SERUM POTASSIUM MEASUREMENT: DEPENDENCE ON SEASONAL TEMPERATURE AND INDEPENDENCE FROM PRE- CENTRIFUGATION DELAYS ≤ 30 HOURS
H. Vawda 1, D. Van Der Westhuizen 1
1Department of Chemical Pathology, NHLS, Groote Schuur Hospital and University of Cape Town, Cape Town

BACKGROUND-AIM
Hyperkalaemia is characterised by an elevation of serum potassium (K+) above 5.5 mmol/L. Pseudohyperkalaemia, a false elevation in K+, may result from pre-analytical errors, affecting clinical management. A common cause of pseudohyperkalaemia is delayed serum sample separation, with delays greater than 24 hours causing altered K+ results. Seasonal temperature changes may impact K+, but thorough investigation is limited.

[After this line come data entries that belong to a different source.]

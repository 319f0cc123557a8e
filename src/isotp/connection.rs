use super::flow::Flow;
use super::pdu::Encoder;
use crate::error::Error;
use crate::interface::InterfaceIndex;
use crate::pool::Handle;
use alloc::boxed::Box;
use embedded_can::Id;

/// Handle of an iso-tp connection, invalid after the connection was closed
#[derive(Debug, Clone, Copy, PartialEq, Eq, Hash)]
pub struct ConnectionHandle(pub(crate) Handle);

/// Addressing of an iso-tp connection
#[derive(Debug, Clone, Copy, PartialEq, Eq)]
pub struct IsoTpAddress {
    /// Interface the connection sends and receives on
    pub interface: InterfaceIndex,
    /// Identifier of frames we send
    pub tx_id: Id,
    /// Identifier of frames we receive
    pub rx_id: Id,
    /// Send can fd frames
    pub fd: bool,
}

/// Called with a completely received message
pub type ReceiveCallback = Box<dyn FnMut(ConnectionHandle, &[u8])>;
/// Called with the length of a completely sent message
pub type SentCallback = Box<dyn FnMut(ConnectionHandle, usize)>;
/// Called when a transfer was aborted
pub type ErrorCallback = Box<dyn FnMut(ConnectionHandle, Error)>;

#[derive(Default)]
pub(crate) struct Connection {
    pub binding: Option<IsoTpAddress>,
    pub output: Flow,
    pub input: Flow,
    pub on_receive: Option<ReceiveCallback>,
    pub on_sent: Option<SentCallback>,
    pub on_error: Option<ErrorCallback>,
}

impl Connection {
    pub fn encoder(&self, padding: u8, brs: bool) -> Option<Encoder> {
        self.binding.map(|binding| Encoder {
            id: binding.tx_id,
            fd: binding.fd,
            brs: binding.fd && brs,
            padding,
        })
    }

    pub fn receives(&self, interface: InterfaceIndex, id: Id) -> bool {
        self.binding
            .is_some_and(|binding| binding.interface == interface && binding.rx_id == id)
    }

    pub fn transmits(&self, interface: InterfaceIndex, id: Id) -> bool {
        self.binding
            .is_some_and(|binding| binding.interface == interface && binding.tx_id == id)
    }

    pub fn report_error(&mut self, handle: ConnectionHandle, error: Error) {
        if let Some(callback) = self.on_error.as_mut() {
            callback(handle, error);
        }
    }

    pub fn report_sent(&mut self, handle: ConnectionHandle, length: usize) {
        if let Some(callback) = self.on_sent.as_mut() {
            callback(handle, length);
        }
    }

    pub fn report_received(&mut self, handle: ConnectionHandle, data: &[u8]) {
        if let Some(callback) = self.on_receive.as_mut() {
            callback(handle, data);
        }
    }
}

This study aims to analyse the effects of delay and seasonal temperature on K+ measurement.

METHODS
Serum K+ results from January to December 2023 were extracted from the laboratory information system, including 173023 patient samples from Groote Schuur and Red Cross War Memorial Children’s Hospitals’ National Health Laboratory Service (NHLS) laboratories in Cape Town, South Africa. Samples with a haemolysis >90 mg/dL and those lacking a collection time were excluded. The time between sample collection and registration in the lab was calculated as the pre-centrifugation delay. Cape Town monthly temperatures were retrieved from the World Weather website.

RESULTS
Data analysis showed similar average centrifugation delays across all months. The average K+ levels in the warmer months (November to April) had statistically significant differences compared to cooler months (June to September), p<0.05. There was a significant negative linear relationship between temperature and K+ (R2=0.909, p<0.0001). The relationship between time and K+ showed weak linear regression (R2=0.1733, p=0.178). Of the 401 samples with a centrifugation delay 30 hours, only 76 (19%) had clinically significant K+ values.

CONCLUSIONS
Serum K+ samples remain stable for up to 30 hours without centrifugation. Seasonal temperature variations have a greater impact on K+levels than centrifugation delays. Clinicians and pathologists in South Africa should account for these seasonal fluctuations when interpreting K+ results. The NHLS may need to reassess their rejection policy for serum K+ samples between 24 and 30 hours, and take into account the influence of temperature fluctuations on K+measurement.